Full title   Candide, or Optimism

Author  Voltaire (pen name of François-Marie Arouet)

Type of work  Novel

Genre  Satire; adventure novel

Language  French

Time and place written  Schwetzingen, Prussia; and Geneva, Switzerland; 1758–1759

Date of first publication  January or February, 1759

Publisher  Gabriel Cramer

Narrator  Anonymous satirical narrator

Point of view  The narrator speaks in the third person, focusing on the perspective and experiences of Candide. Events and characters are described objectively most of the time. Occasionally, they are described as Candide sees them, but this is always done with an ironic tone.

Tone  Ironic; melodramatic

Tense  Past and present

Setting (time)   1750s

Setting (place)  Various real and fictional locations in Europe and South America

Protagonist  Candide

Major conflict  Candide and Pangloss’s optimistic world view is challenged by numerous disasters; Candide’s love for Cunégonde is repeatedly thwarted.

Rising action  Candide is expelled from his home for kissing Cunégonde; he wanders the world attempting to preserve his life and reunite with his beloved.

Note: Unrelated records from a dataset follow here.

/// Persisted form of one node. Folders list their children in order.
#[derive(Debug, Clone, PartialEq, Serialize, Deserialize)]
pub struct NodeEntry {
    pub id: NodeId,
    pub parent_id: Option<NodeId>,
    pub title: String,
    pub url: Option<String>,
    pub date_added: Option<Timestamp>,
    pub children: Vec<NodeId>,
}

impl NodeEntry {
    pub fn is_folder(&self) -> bool {
        self.url.is_none()
    }

    pub(crate) fn root() -> Self {
        Self {
            id: ROOT_ID.to_string(),
            parent_id: None,
            title: String::new(),
            url: None,
            date_added: Some(now_millis()),
            children: Vec::new(),
        }
    }
}

/// Entry-level access a store backend provides.
pub trait EntryBackend {
    fn entry(&self, id: &str) -> Result<Option<NodeEntry>, StoreError>;
    fn put(&mut self, entry: NodeEntry) -> Result<(), StoreError>;
    /// Hand out an identity no existing node uses.
    fn allocate_id(&mut self) -> Result<NodeId, StoreError>;
    /// Drop every entry and make sure no later allocation reuses `reserved_up_to`.
    fn reset(&mut self, reserved_up_to: u64) -> Result<(), StoreError>;
}

/// In-memory entry map.
#[derive(Debug, Clone)]
pub struct MemoryEntries {
    nodes: HashMap<NodeId, NodeEntry>,
    next_id: u64,
}

impl MemoryEntries {
    /// Entries holding only the root folder.
    pub fn new() -> Self {
        let mut nodes = HashMap::new();
        nodes.insert(ROOT_ID.to_string(), NodeEntry::root());
        Self { nodes, next_id: 1 }
    }

    pub fn len(&self) -> usize {
        self.nodes.len()
    }

    pub fn is_empty(&self) -> bool {
        self.nodes.is_empty()
    }
}

impl Default for MemoryEntries {
    fn default() -> Self {
        Self::new()
    }
}

impl EntryBackend for MemoryEntries {
    fn entry(&self, id: &str) -> Result<Option<NodeEntry>, StoreError> {
        Ok(self.nodes.get(id).cloned())
    }

    fn put(&mut self, entry: NodeEntry) -> Result<(), StoreError> {
        self.nodes.insert(entry.id.clone(), entry);
        Ok(())
    }

    fn allocate_id(&mut self) -> Result<NodeId, StoreError> {
        loop {
            let candidate = self.next_id.to_string();
            self.next_id += 1;
            if !self.nodes.contains_key(&candidate) {
                return Ok(candidate);
            }
        }
    }

    fn reset(&mut self, reserved_up_to: u64) -> Result<(), StoreError> {
        self.nodes.clear();
        self.next_id = reserved_up_to + 1;
        Ok(())
    }
}

fn require<B: EntryBackend + ?Sized>(backend: &B, id: &str) -> Result<NodeEntry, StoreError> {
    backend
        .entry(id)?
        .ok_or_else(|| StoreError::NotFound(id.to_string()))
}

fn require_folder<B: EntryBackend + ?Sized>(
    backend: &B,
    id: &str,
) -> Result<NodeEntry, StoreError> {
    let entry = require(backend, id)?;
    if !entry.is_folder() {
        return Err(StoreError::InvalidOperation(format!(
            "parent {} is a bookmark, not a folder",
            id
        )));
    }
    Ok(entry)
}

/// Public view of an entry, with its position resolved from the parent.
pub fn stored<B: EntryBackend + ?Sized>(
    backend: &B,
    id: &str,
) -> Result<Option<StoredNode>, StoreError> {
    let Some(entry) = backend.entry(id)? else {
        return Ok(None);
    };
    let index = match &entry.parent_id {
        Some(parent_id) => backend
            .entry(parent_id)?
            .and_then(|parent| parent.children.iter().position(|c| c == id)),
        None => None,
    };
    Ok(Some(StoredNode {
        id: entry.id,
        parent_id: entry.parent_id,
        index,
        title: entry.title,
        url: entry.url,
        date_added: entry.date_added,
    }))
}
//! bookmark-sorter binary
//!
//! Loads configuration, installs logging, and runs one CLI command against
//! the persistent bookmark store.

use anyhow::Context;
use bookmark_sorter::config::ConfigLoader;
use bookmark_sorter::logging::{init_logging, LogOverrides};
use bookmark_sorter::tooling::{Cli, CliContext};
use clap::Parser;
use std::process;

async fn run(cli: Cli) -> anyhow::Result<String> {
    let config =
        ConfigLoader::load(cli.config.as_deref()).context("Failed to load configuration")?;
    let overrides = LogOverrides {
        level: cli.log_level.clone(),
        format: cli.log_format.clone(),
        output: cli.log_output.clone(),
        file: cli.log_file.clone(),
    };
    init_logging(Some(&config.logging), &overrides).context("Failed to initialize logging")?;

    let context = CliContext::from_config(config, cli.store.clone())
        .context("Failed to open bookmark store")?;
    let output = context.execute(&cli.command).await?;
    Ok(output)
}

#[tokio::main]
async fn main() {
    let cli = Cli::parse();

    match run(cli).await {
        Ok(output) => {
            println!("{}", output);
        }
        Err(e) => {
            eprintln!("Error: {:#}", e);
            process::exit(1);
        }
    }
}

Climax  Candide finds Cunégonde enslaved in Turkey; the two are married.

Falling action  Candide, Cunégonde, Pangloss, and their friends struggle with boredom; they find solace in gardening.

Themes  The folly of optimism; the uselessness of philosophical speculation; the hypocrisy of religion; the corrupting power of money

Motifs  Resurrection; rape; political oppression

Symbols  Pangloss; the garden; the Lisbon earthquake

Foreshadowing  There is virtually no foreshadowing in this wildly chaotic narrative. Candide’s repeated musings about what Pangloss would think of events foreshadows Pangloss’s “resurrection.”